The game's development was HELL!!!!! Many people would be considered overworked, heck the project nearly bankrupted Game Freak, and they had to release side games like Pulseman for the Mega Drive/Sega Genesis as a desperate attempt to not fall apart. This only added more pressure to the already hectic development of Pokemon but after 6 years in development, the game was released with it's red and green versions in February of 1996. You played as a kid who gets to choose 3 Pokemon before going on your journey, Squirtle, Bulbasaur, and Charmander. Along your journey, you could obtain the other 149 known Pokemon (some being version exclusive, which is where the training mechanic is based on), train & evolve existing ones, fight trainers who also caught Pokemon with a combat system similar to rock paper scisors using 15 different types which can be combined 2 at a time), get 8 Gym Badges, and foil the plans of Team Rocket., It all lead up to a climactic battle with your rival at the final tournament of the game.
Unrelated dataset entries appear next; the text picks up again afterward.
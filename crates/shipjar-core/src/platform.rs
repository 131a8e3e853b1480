//! Platform classification from a project's applied plugins.
//!
//! A host project may carry several capability markers at once (an Android
//! library that also applies Kotlin, for instance). [`classify`] picks exactly
//! one [`PlatformKind`] using a fixed priority order.

use std::collections::BTreeSet;
use std::fmt;

use serde::Serialize;

pub const ANDROID_APPLICATION: &str = "com.android.application";
pub const ANDROID_LIBRARY: &str = "com.android.library";
pub const JAVA_LIBRARY: &str = "java-library";
pub const JAVA: &str = "java";
pub const KOTLIN_JVM: &str = "org.jetbrains.kotlin.jvm";
pub const GRADLE_PLUGIN: &str = "java-gradle-plugin";
pub const KOTLIN_JS: &str = "org.jetbrains.kotlin.js";
pub const KOTLIN_MULTIPLATFORM: &str = "org.jetbrains.kotlin.multiplatform";
pub const DOKKA: &str = "org.jetbrains.dokka";
pub const DOKKA_ANDROID: &str = "org.jetbrains.dokka-android";

/// The kind of buildable module a project is.
#[derive(Debug, Clone, Copy, PartialEq, Eq, PartialOrd, Ord, Hash, Serialize)]
#[serde(rename_all = "kebab-case")]
pub enum PlatformKind {
    AndroidApplication,
    AndroidLibrary,
    JavaLibrary,
    KotlinLibrary,
    KotlinJsLibrary,
    KotlinMultiplatform,
    GradlePlugin,
    Unsupported,
}

impl PlatformKind {
    /// Every kind, `Unsupported` last.
    pub const ALL: [PlatformKind; 8] = [
        Self::AndroidApplication,
        Self::AndroidLibrary,
        Self::JavaLibrary,
        Self::KotlinLibrary,
        Self::KotlinJsLibrary,
        Self::KotlinMultiplatform,
        Self::GradlePlugin,
        Self::Unsupported,
    ];

    /// Returns `true` if this is one of the Android kinds.
    pub fn is_android(&self) -> bool {
        matches!(self, Self::AndroidApplication | Self::AndroidLibrary)
    }
}

impl fmt::Display for PlatformKind {
    fn fmt(&self, f: &mut fmt::Formatter<'_>) -> fmt::Result {
        let s = match self {
            Self::AndroidApplication => "android-application",
            Self::AndroidLibrary => "android-library",
            Self::JavaLibrary => "java-library",
            Self::KotlinLibrary => "kotlin-library",
            Self::KotlinJsLibrary => "kotlin-js-library",
            Self::KotlinMultiplatform => "kotlin-multiplatform",
            Self::GradlePlugin => "gradle-plugin",
            Self::Unsupported => "unsupported",
        };
        f.write_str(s)
    }
}

/// Map a set of capability ids to exactly one platform.
///
/// Priority: application > android-library > java > kotlin-jvm >
/// gradle-plugin > kotlin-js > kotlin-multiplatform. Never fails.
pub fn classify(capabilities: &BTreeSet<String>) -> PlatformKind {
    let has = |id: &str| capabilities.contains(id);
    if has(ANDROID_APPLICATION) {
        PlatformKind::AndroidApplication
    } else if has(ANDROID_LIBRARY) {
        PlatformKind::AndroidLibrary
    } else if has(JAVA_LIBRARY) || has(JAVA) {
        PlatformKind::JavaLibrary
    } else if has(KOTLIN_JVM) {
        PlatformKind::KotlinLibrary
    } else if has(GRADLE_PLUGIN) {
        PlatformKind::GradlePlugin
    } else if has(KOTLIN_JS) {
        PlatformKind::KotlinJsLibrary
    } else if has(KOTLIN_MULTIPLATFORM) {
        PlatformKind::KotlinMultiplatform
    } else {
        PlatformKind::Unsupported
    }
}

/// Whether a documentation generator (Dokka) is applied.
pub fn has_doc_generator(capabilities: &BTreeSet<String>) -> bool {
    capabilities.contains(DOKKA) || capabilities.contains(DOKKA_ANDROID)
}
It wasn't initially a success thanks to coming out late in the Game Boy's life, but Children's Magazine CoroCoro Comic revealed the existence of a mysterious 151st pokemon, they also gave out Pokemon Blue (which fixed bugs in the game, and improved the Graphics) for subscribers of this comic. The magazine was no stranger to the like of licensed offers, like those featuring B-Damans, Barcode Battlers, Bikkurimans, RC Cars, and even stuff from Nintendo like Kirby, Mario, and Donkey Kong. This increased interest in the game, enough for a ton of merchandise, and an international release.


The game inspired The Pokemon Trading Card Game (which has it's own fans and it's own video game), A Pokemon anime (which still goes on to this very day), Real life events (like the Pokemon Sticker Rally), a store chain (the Pokemon Center), Spin off games (for every nintendo platform since the N64), various manga (some being goofy, some beings serious), and lots more merchandise (from toys to clothes). The Game even came out in the US of A a couple years later, while it was going to be radically different, the unchanged product still was a success in America. leading to the whole of Pokemania to take the world by storm. After the Anime received some Major Buzz, a more accurate version came out called Pokemon Yellow. It had better sprites, Characters and events resembling those from the anime, and even more bug fixes. It's main draw was Pikachu, you could interact with it, teach it crazy moves it would normally not be able to learn, and recreate adventures from the anime. The 4 versions of the game would go on to sell 20 million units, and become a staple for millennias everywhere. In 1999 in Japan and 2000 elsewhere, the Gold and Silver versions of the game were released for the Game Boy Color, and the rest is history.